Work request
From the records beneath, determine how many lines contain "clause" and report only that figure.

Records supplied
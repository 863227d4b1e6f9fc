//! Parsed statement records handed to the catalog builder
//!
//! A closed union: the builder matches it exhaustively, so a new statement
//! kind is a compile error until the builder handles it.

/// Optionally schema-qualified name (`shop.orders` or `orders`)
#[derive(Debug, Clone, PartialEq, Eq)]
pub struct ObjectName {
    pub schema: Option<String>,
    pub name: String,
}

impl ObjectName {
    pub fn new(name: impl Into<String>) -> Self {
        Self {
            schema: None,
            name: name.into(),
        }
    }

    pub fn qualified(schema: impl Into<String>, name: impl Into<String>) -> Self {
        Self {
            schema: Some(schema.into()),
            name: name.into(),
        }
    }
}

impl std::fmt::Display for ObjectName {
    fn fmt(&self, f: &mut std::fmt::Formatter<'_>) -> std::fmt::Result {
        match &self.schema {
            Some(schema) => write!(f, "{}.{}", schema, self.name),
            None => f.write_str(&self.name),
        }
    }
}

/// Declared type of a column
#[derive(Debug, Clone, Default, PartialEq, Eq)]
pub struct DataTypeDef {
    /// Type name as written (`INT`, `double precision`)
    pub name: String,
    pub length: Option<u64>,
    pub scale: Option<u64>,
    pub unsigned: bool,
    pub zerofill: bool,

    /// ENUM / SET members
    pub members: Vec<String>,
}

/// Column `DEFAULT` clause
#[derive(Debug, Clone, PartialEq, Eq)]
pub enum DefaultValue {
    Null,
    Literal(String),
    CurrentTimestamp,
    Expression(String),
}

/// `GENERATED ALWAYS AS (expr) [VIRTUAL | STORED]`
#[derive(Debug, Clone, PartialEq, Eq)]
pub struct GeneratedDef {
    pub expression: String,
    pub stored: bool,
}

/// A column definition
#[derive(Debug, Clone, Default, PartialEq, Eq)]
pub struct ColumnDef {
    pub name: String,
    pub data_type: DataTypeDef,
    pub nullable: Option<bool>,
    pub default: Option<DefaultValue>,
    pub auto_increment: bool,
    pub primary_key: bool,
    pub unique: bool,
    pub on_update_current_timestamp: bool,
    pub charset: Option<String>,
    pub collation: Option<String>,
    pub comment: Option<String>,
    pub generated: Option<GeneratedDef>,
}

impl ColumnDef {
    pub fn new(name: impl Into<String>, type_name: impl Into<String>) -> Self {
        Self {
            name: name.into(),
            data_type: DataTypeDef {
                name: type_name.into(),
                ..DataTypeDef::default()
            },
            ..Self::default()
        }
    }
}

/// Kind tag of an index clause
#[derive(Debug, Clone, Copy, PartialEq, Eq)]
pub enum IndexKind {
    Primary,
    Unique,
    Index,
    Fulltext,
    Spatial,
}

/// One column of an index clause
#[derive(Debug, Clone, PartialEq, Eq)]
pub struct KeyPart {
    pub column: String,
    pub prefix_length: Option<u64>,
}

impl KeyPart {
    pub fn new(column: impl Into<String>) -> Self {
        Self {
            column: column.into(),
            prefix_length: None,
        }
    }
}

/// An index clause (table level, `ALTER ... ADD`, or `CREATE INDEX`)
#[derive(Debug, Clone, PartialEq, Eq)]
pub struct IndexDef {
    pub kind: IndexKind,
    pub name: Option<String>,
    pub columns: Vec<KeyPart>,

    /// `USING BTREE | HASH`
    pub using: Option<String>,

    /// Source text of the clause
    pub text: String,
}

impl IndexDef {
    pub fn new(kind: IndexKind, name: Option<&str>, columns: &[&str]) -> Self {
        Self {
            kind,
            name: name.map(str::to_string),
            columns: columns.iter().map(|c| KeyPart::new(*c)).collect(),
            using: None,
            text: String::new(),
        }
    }
}

/// `CREATE TABLE`
#[derive(Debug, Clone, PartialEq, Eq)]
pub struct CreateTable {
    pub name: ObjectName,
    pub if_not_exists: bool,
    pub temporary: bool,
    pub columns: Vec<ColumnDef>,
    pub indexes: Vec<IndexDef>,

    /// Table options in source order, upper-case keys (`ENGINE`, `CHARSET`, ...)
    pub options: Vec<(String, String)>,
}

impl CreateTable {
    pub fn new(name: ObjectName) -> Self {
        Self {
            name,
            if_not_exists: false,
            temporary: false,
            columns: Vec::new(),
            indexes: Vec::new(),
            options: Vec::new(),
        }
    }

    /// Last value given for an option
    pub fn option(&self, key: &str) -> Option<&str> {
        self.options
            .iter()
            .rev()
            .find(|(k, _)| k.eq_ignore_ascii_case(key))
            .map(|(_, v)| v.as_str())
    }
}

/// One action of `ALTER TABLE`
#[derive(Debug, Clone, PartialEq, Eq)]
pub enum AlterAction {
    AddColumn(ColumnDef),
    AddIndex(IndexDef),
    Unsupported { text: String },
}

/// One account of `CREATE USER`
#[derive(Debug, Clone, PartialEq, Eq)]
pub struct UserSpec {
    pub user: String,
    pub host: String,

    /// `Some` when an `IDENTIFIED` clause is present; may be empty
    pub password: Option<String>,
    pub plugin: Option<String>,
}

/// `CREATE USER`
#[derive(Debug, Clone, PartialEq, Eq)]
pub struct CreateUser {
    pub if_not_exists: bool,
    pub users: Vec<UserSpec>,

    /// `ACCOUNT LOCK` (true) or `ACCOUNT UNLOCK` (false)
    pub account_lock: Option<bool>,
    pub password_expire: bool,
}

/// `GRANT privileges ON target TO grantees`
#[derive(Debug, Clone, PartialEq, Eq)]
pub struct Grant {
    pub privileges: Vec<String>,

    /// `*.*`, `shop.*`, `shop.orders`; `None` for role grants
    pub target: Option<String>,
    pub grantees: Vec<(String, String)>,
    pub with_grant_option: bool,
}

impl Grant {
    pub fn is_global(&self) -> bool {
        self.target.as_deref() == Some("*.*")
    }
}

/// Statement kinds that are recognized and skipped
#[derive(Debug, Clone, Copy, PartialEq, Eq)]
pub enum IgnoredKind {
    Set,
    CreateProcedure,
    DropProcedure,
    CreateFunction,
    DropFunction,
    CreateTrigger,
    DropTrigger,
    Describe,
    Insert,
    Select,
    Update,
    Delete,
    LockTables,
    UnlockTables,
    Transaction,
}

/// A parsed statement
#[derive(Debug, Clone, PartialEq, Eq)]
pub enum Statement {
    CreateDatabase { name: String, if_not_exists: bool },
    Use { name: String },
    DropDatabase { name: String, if_exists: bool },
    CreateTable(CreateTable),
    CreateView { name: ObjectName },
    DropTable { names: Vec<ObjectName>, if_exists: bool },
    AlterTable { table: ObjectName, actions: Vec<AlterAction> },
    CreateIndex { table: ObjectName, index: IndexDef },
    CreateUser(CreateUser),
    Grant(Grant),
    Ignored { kind: IgnoredKind },
    Unsupported { text: String },
}

/// A statement with where it came from
#[derive(Debug, Clone, PartialEq, Eq)]
pub struct ParsedStatement {
    pub statement: Statement,

    /// 1-based line the statement starts on
    pub line: usize,
    pub text: String,
}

Your response
6